1) Regulação de certas questões foi remetida para outros foros, como a Lei de Proteção de Dados Pessoais ou regulamentação da ANATEL (que está com um histórico ruim, depois de demandar dos provedores a guarda de logs por três anos):

Art. 3o A disciplina do uso da Internet no Brasil tem os seguintes princípios:
[…]
III – proteção aos dados pessoais, na forma da lei;
IV – preservação e garantia da neutralidade da rede, conforme regulamentação;
[…]
VI – responsabilização dos agentes de acordo com suas atividades, nos termos da lei

2) Exclusão da possibilidade de resposta graduada (punição por suspenção da conexão da Internet causada pela violação de direitos autorais). O Marco Civil inclui dispositivo que impede a resposta graduada. Vale lembrar que, segundo documentos da embaixada americana vazados pelo Wikileaks, a resposta graduada chegou a ser discutida pelo governo brasileiro tendo sido ao final considerada inconstitucional:

Art. 7o O acesso à Internet é essencial ao exercício da cidadania e ao usuário são assegurados os seguintes direitos:
[…]
II – à não suspensão da conexão à Internet, salvo por débito diretamente decorrente de sua utilização;

3) Neutralidade de rede é afirmada, mas sujeita a regulamentação específica posterior.

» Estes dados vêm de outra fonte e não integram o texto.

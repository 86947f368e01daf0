//! # 출석 기록/통계 API 라우트 핸들러
//!
//! 기간 필터는 쿼리 파라미터 `start`, `end` (RFC 3339, 예: `2026-10-01T00:00:00Z`)로
//! 전달하며 `[start, end)` 반열린 구간으로 적용됩니다.

use axum::{
    extract::{Path, Query, State},
    Json,
};
use serde_json::{json, Value};

use crate::{
    error::AppError,
    middleware::auth::AuthUser,
    models::*,
    routes::{ensure_can_manage_class, ensure_can_manage_session, AppState},
};

/// `GET /api/v1/students/{id}/attendance?start=&end=` → `{ "records": [...] }` (최신순)
pub async fn student_attendance(
    State(state): State<AppState>,
    auth: AuthUser,
    Path(student_id): Path<String>,
    Query(range): Query<DateRange>,
) -> Result<Json<Value>, AppError> {
    if !auth.is_self_or_staff(&student_id) {
        return Err(AppError::Forbidden(
            "cannot view another student's attendance".to_string(),
        ));
    }

    let records = state.stats.by_student(&student_id, &range).await?;
    Ok(Json(json!({ "records": records })))
}

/// `GET /api/v1/sessions/{id}/attendance` → `{ "records": [...] }`
pub async fn session_attendance(
    State(state): State<AppState>,
    auth: AuthUser,
    Path(session_id): Path<String>,
) -> Result<Json<Value>, AppError> {
    ensure_can_manage_session(&state, &auth, &session_id).await?;

    let records = state.stats.by_session(&session_id).await?;
    Ok(Json(json!({ "records": records })))
}

/// `GET /api/v1/classes/{id}/attendance?start=&end=` → `{ "records": [...] }`
pub async fn class_attendance(
    State(state): State<AppState>,
    auth: AuthUser,
    Path(class_id): Path<String>,
    Query(range): Query<DateRange>,
) -> Result<Json<Value>, AppError> {
    ensure_can_manage_class(&state, &auth, &class_id).await?;

    let records = state.stats.by_class(&class_id, &range).await?;
    Ok(Json(json!({ "records": records })))
}

/// `GET /api/v1/classes/{id}/stats` → `{ "stats": [{ student_id, student_name, attendance_count }] }`
pub async fn class_stats(
    State(state): State<AppState>,
    auth: AuthUser,
    Path(class_id): Path<String>,
) -> Result<Json<Value>, AppError> {
    ensure_can_manage_class(&state, &auth, &class_id).await?;

    let stats = state.stats.class_stats(&class_id).await?;
    Ok(Json(json!({ "stats": stats })))
}

/// `GET /api/v1/classes/{id}/attendance-rate`
pub async fn class_attendance_rate(
    State(state): State<AppState>,
    auth: AuthUser,
    Path(class_id): Path<String>,
) -> Result<Json<AttendanceRate>, AppError> {
    ensure_can_manage_class(&state, &auth, &class_id).await?;

    let rate = state.stats.class_attendance_rate(&class_id).await?;
    Ok(Json(rate))
}
//! # 출석 세션 모델 정의
//!
//! 출석 세션은 한 수업의 한 번의 출석 창(window)입니다.
//! 교사가 세션을 시작하면 무작위 토큰이 발급되고, 학생은 이 토큰이 담긴
//! 체크인 코드를 스캔해 출석합니다.
//!
//! ## 세션 상태
//! ```text
//! is_expired = now > expires_at
//! is_valid   = is_active && !is_expired
//! ```
//!
//! ## 세션 흐름
//! 1. `create_for_class()`: 같은 수업의 기존 활성 세션을 모두 비활성화하고 새로 생성
//! 2. `extend()`: 유효한 동안에만 만료 시각 연장
//! 3. `deactivate()`: 명시적 종료 (멱등)
//! 4. `cleanup_expired()`: 만료됐지만 아직 활성 표시가 남은 세션 정리

use chrono::{DateTime, Utc};
use serde::{Deserialize, Serialize};

use super::ClassLocation;

/// 출석 세션 엔티티: DB의 `attendance_sessions` 테이블 한 행에 대응합니다.
#[derive(Debug, Clone, Serialize, Deserialize, sqlx::FromRow)]
pub struct AttendanceSession {
    /// 세션 고유 식별자 (UUIDv7)
    pub id: String,
    /// 이 세션이 속한 수업의 ID
    pub class_id: String,
    /// 체크인 코드에 담기는 불투명 토큰 (32자리 hex)
    pub session_token: String,
    /// 만료 시각. 생성 시점에는 항상 미래입니다.
    pub expires_at: DateTime<Utc>,
    /// 비활성화(명시적 종료, 대체, 정리)되면 false
    pub is_active: bool,
    pub created_at: DateTime<Utc>,
}

impl AttendanceSession {
    /// `now`가 만료 시각을 지났는지 확인합니다.
    pub fn is_expired_at(&self, now: DateTime<Utc>) -> bool {
        now > self.expires_at
    }

    /// 활성 상태이면서 만료되지 않았는지 확인합니다.
    pub fn is_valid_at(&self, now: DateTime<Utc>) -> bool {
        self.is_active && !self.is_expired_at(now)
    }
}

/// 세션 생성 요청: `POST /api/v1/classes/{id}/sessions`
#[derive(Debug, Default, Deserialize)]
pub struct CreateSessionRequest {
    /// 유효 시간 (분). 없으면 설정의 기본값을 사용합니다.
    pub duration_minutes: Option<i64>,
}

/// 세션 연장 요청: `POST /api/v1/sessions/{id}/extend`
#[derive(Debug, Deserialize)]
pub struct ExtendSessionRequest {
    pub minutes: i64,
}

/// 체크인 코드에 인코딩되는 공유 데이터
#[derive(Debug, Clone, Serialize, Deserialize)]
pub struct ShareableData {
    pub session_token: String,
    pub class_id: String,
    pub class_name: String,
    pub location: ClassLocation,
    pub expires_at: DateTime<Utc>,
}
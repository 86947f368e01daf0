//! # 거리 계산
//!
//! 구면 지구 모델 위에서 하버사인(Haversine) 공식으로 두 좌표 사이의
//! 대원 거리(great-circle distance)를 미터 단위로 계산합니다.
//! 입력 좌표의 범위 검사는 호출하는 쪽의 책임입니다.

use crate::models::GeoPoint;

/// 지구 평균 반지름 (미터)
pub const EARTH_RADIUS_METERS: f64 = 6_371_000.0;

/// 두 좌표 사이의 거리(미터)를 계산합니다. 결과는 항상 0 이상입니다.
pub fn distance_meters(lat1: f64, lng1: f64, lat2: f64, lng2: f64) -> f64 {
    let phi1 = lat1.to_radians();
    let phi2 = lat2.to_radians();
    let d_phi = (lat2 - lat1).to_radians();
    let d_lambda = (lng2 - lng1).to_radians();

    let a = (d_phi / 2.0).sin().powi(2)
        + phi1.cos() * phi2.cos() * (d_lambda / 2.0).sin().powi(2);
    // 부동소수점 오차로 a가 [0, 1]을 살짝 벗어나는 경우를 막습니다.
    let a = a.clamp(0.0, 1.0);
    let c = 2.0 * a.sqrt().atan2((1.0 - a).sqrt());

    EARTH_RADIUS_METERS * c
}

pub fn distance_between(a: GeoPoint, b: GeoPoint) -> f64 {
    distance_meters(a.latitude, a.longitude, b.latitude, b.longitude)
}
//! # 데이터베이스 접근 계층 (Data Access Layer)
//!
//! 데이터베이스와 직접 상호작용하는 함수들을 모아둔 모듈입니다.
//! 서비스 계층(services/)에서 이 모듈의 함수를 호출하여 DB 작업을 수행합니다.
//!
//! 각 하위 모듈:
//! - `classes`: 수업 조회 (교실 위치)
//! - `enrollments`: 수강 등록 쿼리
//! - `records`: 출석 기록 쿼리와 집계
//! - `sessions`: 출석 세션 쿼리
//! - `users`: 신원 조회
//!
//! ## 시각 저장 형식
//! 모든 시각은 `YYYY-MM-DDTHH:MM:SS.sssZ` 고정 길이 UTC 문자열로 저장합니다.
//! SQLite의 `strftime('%Y-%m-%dT%H:%M:%fZ', 'now')`와 같은 형식이라
//! SQL에서 문자열 비교만으로 시간 순서를 비교할 수 있습니다.
//! 네 자리 연도만 표현하므로 0000년부터 9999년까지의 시각만 저장할 수 있습니다.
//! 세션 만료 시각은 `MAX_SESSION_MINUTES`로 제한되어 이 범위를 벗어나지 않습니다.

pub mod classes;
pub mod enrollments;
pub mod records;
pub mod sessions;
pub mod users;

use std::str::FromStr;
use std::time::Duration;

use chrono::{DateTime, Utc};
use sqlx::migrate::Migrator;
use sqlx::sqlite::{SqliteConnectOptions, SqliteJournalMode, SqlitePoolOptions};
use sqlx::SqlitePool;

use crate::error::AppError;

/// `./migrations` 폴더의 SQL 파일들을 컴파일 타임에 포함합니다.
pub static MIGRATOR: Migrator = sqlx::migrate!("./migrations");

/// SQLite 연결 풀을 만듭니다.
///
/// - WAL 모드: 읽기와 쓰기가 서로를 막지 않습니다.
/// - busy_timeout: 다른 연결이 쓰기 잠금을 잡고 있으면 최대 5초 기다립니다.
/// - foreign_keys: 외래키 제약을 켭니다 (SQLite 기본값은 꺼짐).
pub async fn connect(database_url: &str, max_connections: u32) -> Result<SqlitePool, sqlx::Error> {
    let options = SqliteConnectOptions::from_str(database_url)?
        .create_if_missing(true)
        .journal_mode(SqliteJournalMode::Wal)
        .busy_timeout(Duration::from_secs(5))
        .foreign_keys(true);

    SqlitePoolOptions::new()
        .max_connections(max_connections)
        .acquire_timeout(Duration::from_secs(5))
        .connect_with(options)
        .await
}

/// chrono 시각을 DB 저장 형식으로 변환합니다.
pub fn timestamp(at: DateTime<Utc>) -> String {
    at.format("%Y-%m-%dT%H:%M:%S%.3fZ").to_string()
}

/// 에러가 특정 컬럼의 UNIQUE 제약 위반인지 확인합니다.
///
/// SQLite는 `UNIQUE constraint failed: table.column` 형태의 메시지를 돌려주므로
/// 어느 제약이 깨졌는지는 메시지의 컬럼 이름으로 구분합니다.
pub fn is_unique_violation(err: &AppError, column: &str) -> bool {
    match err {
        AppError::Database(sqlx::Error::Database(db_err)) => {
            db_err.is_unique_violation() && db_err.message().contains(column)
        }
        _ => false,
    }
}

Novamente, há receio sobre o posicionamento da ANATEL (se é que será ela que fará a regulamentação):

Art. 9o O responsável pela transmissão, comutação ou roteamento tem o dever de tratar de forma isonômica quaisquer pacotes de dados, sem distinção por conteúdo, origem e destino, serviço, terminal ou aplicativo, sendo vedada qualquer discriminação ou degradação do tráfego que não decorra de requisitos técnicos necessários à prestação adequada dos serviços, conforme regulamentação.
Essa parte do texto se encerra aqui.